Universal Studios resurrects the classic lycanthrope with this tale of an American who experiences an unsettling transformation after returning to his ancestral home in Victorian-era Great Britain and being attacked by a rampaging werewolf. His brother having recently vanished without a trace, haunted nobleman Lawrence Talbot (Benicio Del Toro) returns to his family estate to investigate. What he discovers upon reuniting with his estranged father (Anthony Hopkins), however, is a destiny far darker than his blackest nightmares. As a young boy, the untimely death of his mother caused Talbot to grow up before his time. Though Talbot would attempt to bury his pain in the past by leaving the quiet Victorian hamlet of Blackmoor behind, the past returns with a vengeance when his brother's fiancée, Gwen Conliffe (Emily Blunt), convinces him to return home and aid the search for his missing brother. But something monstrous has been stalking the residents of Blackmoor from the nighttime shadows, something not quite human. Not even recently arrived Scotland Yard inspector Aberline (Hugo Weaving) can dream up a rational explanation for the gruesome spell that has been cast over Blackmoor, yet rumors of an ancient curse persist to this very day. According to legend, the afflicted will experience a horrific transformation by the light of the full moon, their animal rage becoming far too powerful for their human bodies to contain. Now, the woman Talbot loves is in mortal danger, and in order to protect her he must venture into the moonlit woods and destroy the beast before it destroys her. But this isn't your typical hunt, because before the beast can be slain, a simple man will uncover a primal side of himself that he never knew existed. Screenwriter Andrew Kevin Walker pens a film directed by Joe Johnston and featuring creature effects by special-effects makeup legend Rick Baker.
The movie was very atmospheric and the effects were good.
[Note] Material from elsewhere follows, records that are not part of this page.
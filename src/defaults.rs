//! Default values.
//!
//! Centralized constants to avoid magic values scattered across the codebase.

/// System configuration directory, used unless `--local` is given.
pub const CONF_DIR: &str = "/etc/nut";
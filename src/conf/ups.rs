//! `ups.conf`: UPS device definitions.
//!
//! The file is a list of `[id]` sections holding `key = value` settings (or
//! bare flags). Lines before the first section form the global section.

use std::fmt;

use super::{ConfFile, Line, ParseError, fits_line, quote, words};

/// A `key = value` setting or a bare `key` flag.
#[derive(Debug, Clone, PartialEq, Eq)]
pub struct Setting {
    /// Setting name
    pub key: String,
    /// Value; `None` for flags
    pub value: Option<String>,
}

impl Setting {
    fn parse(raw: &str) -> Result<Option<Self>, String> {
        if let Some((key, value)) = split_assignment(raw) {
            let key = single_word(key)
                .ok_or_else(|| format!("invalid setting name \"{}\"", key.trim()))?;
            let value = match words(value)?.as_slice() {
                [] => String::new(),
                [value] => value.clone(),
                _ => return Err(format!("value of \"{key}\" must be quoted")),
            };

            return Ok(Some(Self {
                key,
                value: Some(value),
            }));
        }

        match words(raw)?.as_slice() {
            [] => Ok(None),
            [flag] => Ok(Some(Self {
                key: flag.clone(),
                value: None,
            })),
            _ => Err("expected \"key = value\"".to_string()),
        }
    }
}

impl fmt::Display for Setting {
    fn fmt(&self, f: &mut fmt::Formatter<'_>) -> fmt::Result {
        match &self.value {
            Some(value) => write!(f, "{} = {}", self.key, quote(value)),
            None => f.write_str(&self.key),
        }
    }
}

/// Splits at the first `=` that precedes any quote or comment.
fn split_assignment(raw: &str) -> Option<(&str, &str)> {
    for (index, c) in raw.char_indices() {
        match c {
            '=' => return Some((&raw[..index], &raw[index + 1..])),
            '"' | '#' => return None,
            _ => {}
        }
    }

    None
}

fn single_word(raw: &str) -> Option<String> {
    match words(raw).ok()?.as_slice() {
        [word] => Some(word.clone()),
        _ => None,
    }
}

/// Parses a `[name]` section header.
fn section_header(raw: &str) -> Option<String> {
    match words(raw).ok()?.as_slice() {
        [word] => {
            let name = word.strip_prefix('[')?.strip_suffix(']')?;
            Some(name.trim().to_string())
        }
        _ => None,
    }
}

#[derive(Debug, Clone, PartialEq, Eq)]
struct Section {
    name: String,
    lines: Vec<Line<Setting>>,
}

/// Model of `ups.conf`.
#[derive(Debug, Clone, Default, PartialEq, Eq)]
pub struct UpsConf {
    global: Vec<Line<Setting>>,
    sections: Vec<Section>,
}

impl UpsConf {
    /// Returns `true` if `id` renders as a `[id]` header that parses back to `id`.
    #[must_use]
    pub fn is_device_name(id: &str) -> bool {
        fits_line(id) && quote(id) == id && !id.contains(['[', ']'])
    }

    /// Device identifiers, in file order.
    pub fn devices(&self) -> impl Iterator<Item = &str> {
        self.sections.iter().map(|section| section.name.as_str())
    }

    /// Value of `key` in device `id`. Flags yield an empty string.
    #[must_use]
    pub fn get(&self, id: &str, key: &str) -> Option<&str> {
        self.section(id)?
            .lines
            .iter()
            .rev()
            .find_map(|line| match line {
                Line::Directive(setting) if setting.key == key => {
                    Some(setting.value.as_deref().unwrap_or_default())
                }
                _ => None,
            })
    }

    /// Value of a global setting.
    #[cfg(test)]
    pub(crate) fn global(&self, key: &str) -> Option<&str> {
        self.global.iter().rev().find_map(|line| match line {
            Line::Directive(setting) if setting.key == key => {
                Some(setting.value.as_deref().unwrap_or_default())
            }
            _ => None,
        })
    }

    /// Sets `key = value` in device `id`, creating the device if needed.
    pub fn set(&mut self, id: &str, key: &str, value: &str) {
        let section = self.section_mut(id);

        let existing = section.lines.iter_mut().find_map(|line| match line {
            Line::Directive(setting) if setting.key == key => Some(setting),
            _ => None,
        });

        if let Some(setting) = existing {
            setting.value = Some(value.to_string());
            return;
        }

        let position = section
            .lines
            .iter()
            .rposition(|line| matches!(line, Line::Directive(_)))
            .map_or(0, |index| index + 1);

        section.lines.insert(
            position,
            Line::Directive(Setting {
                key: key.to_string(),
                value: Some(value.to_string()),
            }),
        );
    }

    /// Sets the driver of device `id`.
    pub fn set_driver(&mut self, id: &str, driver: &str) {
        self.set(id, "driver", driver);
    }

    /// Sets the port of device `id`.
    pub fn set_port(&mut self, id: &str, port: &str) {
        self.set(id, "port", port);
    }

    /// Sets the description of device `id`.
    pub fn set_description(&mut self, id: &str, description: &str) {
        self.set(id, "desc", description);
    }

    /// Removes every device, keeping the global section.
    pub fn clear_devices(&mut self) {
        self.sections.clear();
    }

    fn section(&self, id: &str) -> Option<&Section> {
        self.sections.iter().find(|section| section.name == id)
    }

    fn section_mut(&mut self, id: &str) -> &mut Section {
        let index = match self.sections.iter().position(|section| section.name == id) {
            Some(index) => index,
            None => {
                self.sections.push(Section {
                    name: id.to_string(),
                    lines: Vec::new(),
                });
                self.sections.len() - 1
            }
        };

        &mut self.sections[index]
    }
}

impl ConfFile for UpsConf {
    const FILE_NAME: &'static str = "ups.conf";

    fn parse(content: &str) -> Result<Self, ParseError> {
        let mut conf = Self::default();

        for (index, raw) in content.lines().enumerate() {
            if let Some(name) = section_header(raw) {
                conf.sections.push(Section {
                    name,
                    lines: Vec::new(),
                });
                continue;
            }

            let setting =
                Setting::parse(raw).map_err(|reason| ParseError::new(index + 1, reason))?;

            let line = match setting {
                Some(setting) => Line::Directive(setting),
                None => Line::Verbatim(raw.to_string()),
            };

            match conf.sections.last_mut() {
                Some(section) => section.lines.push(line),
                None => conf.global.push(line),
            }
        }

        Ok(conf)
    }

    fn render(&self) -> String {
        let mut out = String::new();

        for line in &self.global {
            push_line(&mut out, "", line);
        }

        for section in &self.sections {
            // Keep sections visually apart
            if !out.is_empty() && !out.ends_with("\n\n") {
                out.push('\n');
            }

            out.push('[');
            out.push_str(&section.name);
            out.push_str("]\n");

            for line in &section.lines {
                push_line(&mut out, "\t", line);
            }
        }

        out
    }
}

/// Renders one line; settings get `indent`, verbatim lines stay as written.
fn push_line(out: &mut String, indent: &str, line: &Line<Setting>) {
    match line {
        Line::Directive(setting) => {
            out.push_str(indent);
            out.push_str(&setting.to_string());
        }
        Line::Verbatim(raw) => out.push_str(raw),
    }
    out.push('\n');
}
My main gripe with The Wolfman is the editing and script. The editing was too frenetic for my taste. The character development was lacking and casting a Hispanic (Del Toro) as an Englishman did not bring any believability to me. The producers may have tried to address this in the flashback sequences involving Lawrence Talbot's mother. They seem to indicate that she was either Hispanic, Eastern European (or even with gypsy blood) or middle-Eastern. Her background was unclear.
The town already had a werewolf problem at the time of Lawrence's arrival to investigate his brother's death. They were also well-versed in lycanthropy (werewolfism). It also strained credibility to have Lawrence captured in human form to undergo torture. The torture employed seemed pointless.
Those niggling things aside, I was still entertained by the movie. Although it had many faults, I found it more satisfying than the recent thrill-ride The Mummy and Van Helsing movies. The script, at least, took its subject matter seriously. It was based on the 1941 screenplay by Curt Siodmak (who also received credit in this movie).
Although I think Del Toro was miscast (hard to believe he is the same guy in the Timothy Dalton License To Kill James Bond movie), his acting was good and he seemed to "channel" Lon Chaney, Jr.
Rick Baker's make-up was excellent and his make-up of Del Toro did pay a nod to Jack Pierce's 1941 original make-up.
My grade: B+.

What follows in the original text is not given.